Generate VTT subtitles with timestamps precisely snapped to voice onset using WhisperX forced alignment.

日本語版 README はこちら

Features

  • Word-level timestamp alignment via WhisperX (Whisper + wav2vec2 forced alignment)
  • FCP-style peak normalization for recording-level-independent silence detection
  • Bidirectional onset detection: backward scan when CTC start is inside voice, forward scan when in silence
  • Guaranteed silence gap between cues (100ms minimum)

Installation

1. Install ffmpeg

macOS

brew install ffmpeg

Windows

winget install ffmpeg

Linux (Debian / Ubuntu)

sudo apt install ffmpeg

2. Install PyTorch

WhisperX runs on PyTorch. GPU (CUDA) is significantly faster than CPU for transcription (roughly 10–20x). Install the build that matches your environment.

macOS — CPU only (no CUDA support on macOS)

pip install torch torchaudio

Windows — CUDA 12.8 (recommended for RTX 30xx / 40xx and newer)

pip install torch torchaudio --index-url https://download.pytorch.org/whl/cu128

Windows — CUDA 11.8 (for older GPUs such as GTX 10xx / 20xx)

pip install torch torchaudio --index-url https://download.pytorch.org/whl/cu118

Windows — CPU only (no NVIDIA GPU)

pip install torch torchaudio --index-url https://download.pytorch.org/whl/cpu

Linux — CUDA 12.8 (recommended for RTX 30xx / 40xx and newer)

pip install torch torchaudio --index-url https://download.pytorch.org/whl/cu128

Linux — CUDA 11.8 (for older GPUs such as GTX 10xx / 20xx)

pip install torch torchaudio --index-url https://download.pytorch.org/whl/cu118

Linux — CPU only (no NVIDIA GPU)

pip install torch torchaudio --index-url https://download.pytorch.org/whl/cpu

To check your CUDA version: nvidia-smi (Windows/Linux). If you don't have an NVIDIA GPU, use the CPU build. For the full list of builds, see the PyTorch installation guide.
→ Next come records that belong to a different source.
//! The write pipeline entry: batch incoming events per group, segment, and
//! shard, then commit rows and index documents in one pass.

use std::{
    collections::{
        hash_map::Entry,
        HashMap,
        HashSet,
    },
    sync::Arc,
    time::UNIX_EPOCH,
};

use anyhow::Context;
use common::{
    errors::report_error,
    knobs::MAX_TIMESTAMP_DRIFT,
    runtime::Clock,
};
use errors::ErrorMetadata;
use pb::stream::InternalWriteRequest;
use prost::Message;
use xxhash_rust::xxh64::xxh64;

use crate::{
    batch::{
        BatchPool,
        ElementBatch,
    },
    index::{
        Document,
        FieldKey,
        IndexField,
    },
    metrics,
    schema::IndexRuleType,
    storage::{
        SchemaRepo,
        Segment,
        TimeRange,
        Tsdb,
        TsTable,
    },
    tag::{
        self,
        EncodedTagFamily,
        TagValue,
    },
    types::{
        SeriesId,
        ShardId,
        TimestampNanos,
    },
};

/// One element of an inbound batch: either an event the transport already
/// decoded, or its raw serialized payload.
pub enum BatchMessage {
    Request(Box<InternalWriteRequest>),
    Encoded(Vec<u8>),
}

/// Rows and element-index documents accumulated for one (segment, shard)
/// ts-table.
pub(crate) struct ElementsInTable {
    shard: ShardId,
    time_range: TimeRange,
    table: Arc<dyn TsTable>,
    elements: Box<ElementBatch>,
    element_docs: Vec<Document>,
}

/// Everything accumulated for one group during a batch. Holds one reference
/// per distinct segment acquired; the flush (or a discard) releases each
/// exactly once.
pub(crate) struct ElementsInGroup {
    tsdb: Arc<dyn Tsdb>,
    segments: Vec<Arc<dyn Segment>>,
    tables: Vec<ElementsInTable>,
    series_docs: Vec<Document>,
    series_doc_ids: HashSet<SeriesId>,
    latest_ts: TimestampNanos,
}

impl ElementsInGroup {
    fn new(tsdb: Arc<dyn Tsdb>) -> Self {
        Self {
            tsdb,
            segments: Vec::new(),
            tables: Vec::new(),
            series_docs: Vec::new(),
            series_doc_ids: HashSet::new(),
            latest_ts: 0,
        }
    }
}

pub(crate) type Groups = HashMap<String, ElementsInGroup>;

/// `element_id = hash64(name + "|" + clientElementId)`: globally unique as
/// long as clients keep element ids unique within a stream.
pub fn hash_element_id(stream_name: &str, element_id: &str) -> u64 {
    xxh64(format!("{stream_name}|{element_id}").as_bytes(), 0)
}
/// Register an integer counter with the rill metrics registry and store it
/// in a static variable.
/// An optional third argument allows specifying labels for this metric.
/// The reported metric name is the lower_snake_case version of the declared
/// variable name.
#[macro_export]
macro_rules! register_rill_counter {
    ($VIS:vis $NAME:ident, $HELP:literal $(,)?) => {
        $VIS static $NAME: std::sync::LazyLock<$crate::prometheus::IntCounter> =
            std::sync::LazyLock::new(|| {
                $crate::paste! {
                    $crate::register_counter_impl(stringify!([<$NAME:lower>]), $HELP)
                }
            });
    };
    ($VIS:vis $NAME:ident, $HELP:literal, $LABELS:expr $(,)?) => {
        $VIS static $NAME: std::sync::LazyLock<$crate::prometheus::IntCounterVec> =
            std::sync::LazyLock::new(|| {
                $crate::paste! {
                    $crate::register_counter_vec_impl(stringify!([<$NAME:lower>]), $HELP, $LABELS)
                }
            });
    };
}

/// Register a histogram with the rill metrics registry and store it in a
/// static variable. Same naming rules as [`register_rill_counter`].
#[macro_export]
macro_rules! register_rill_histogram {
    ($VIS:vis $NAME:ident, $HELP:literal $(,)?) => {
        $VIS static $NAME: std::sync::LazyLock<$crate::prometheus::Histogram> =
            std::sync::LazyLock::new(|| {
                $crate::paste! {
                    $crate::register_histogram_impl(stringify!([<$NAME:lower>]), $HELP)
                }
            });
    };
    ($VIS:vis $NAME:ident, $HELP:literal, $LABELS:expr $(,)?) => {
        $VIS static $NAME: std::sync::LazyLock<$crate::prometheus::HistogramVec> =
            std::sync::LazyLock::new(|| {
                $crate::paste! {
                    $crate::register_histogram_vec_impl(stringify!([<$NAME:lower>]), $HELP, $LABELS)
                }
            });
    };
}

/// Register a gauge with the rill metrics registry and store it in a static
/// variable. Same naming rules as [`register_rill_counter`].
#[macro_export]
macro_rules! register_rill_gauge {
    ($VIS:vis $NAME:ident, $HELP:literal $(,)?) => {
        $VIS static $NAME: std::sync::LazyLock<$crate::prometheus::Gauge> =
            std::sync::LazyLock::new(|| {
                $crate::paste! {
                    $crate::register_gauge_impl(stringify!([<$NAME:lower>]), $HELP)
                }
            });
    };
}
3. Install vtt-synced-voice

pip install vtt-synced-voice

Usage

from vtt_synced_voice import transcribe

transcribe(
    audio_file="sample.m4a",
    output_file="output.vtt",
    language="ja",           # "ja" / "en" / etc.
    model="large-v2",        # "small" / "medium" / "large-v2"
    device="cpu",            # "cpu" / "cuda"
    margin_before=0.066,     # seconds to shift start earlier after onset detection
    margin_after=0.0,        # seconds to extend end
    silence_threshold=0.001, # RMS threshold after peak normalization
    verbose=True,
)

silence_threshold

After peak normalization, complete silence ≈ 0.0 and voiced speech ≈ 0.05–1.0. The default 0.001 works well for clean recordings with no background noise. Use verbose=True to inspect onset detection results and adjust if needed.

Requirements

  • Python 3.10+
  • ffmpeg (system)
  • numpy
  • whisperx

Development

Setup

macOS / Linux

python3 -m venv .venv
source .venv/bin/activate
pip install -r requirements.txt

Windows

python -m venv .venv
.venv\Scripts\activate
pip install -r requirements.txt

Running tests

python -m pytest tests/ -v

33 tests covering vtt_io, onset, and cue_builder modules.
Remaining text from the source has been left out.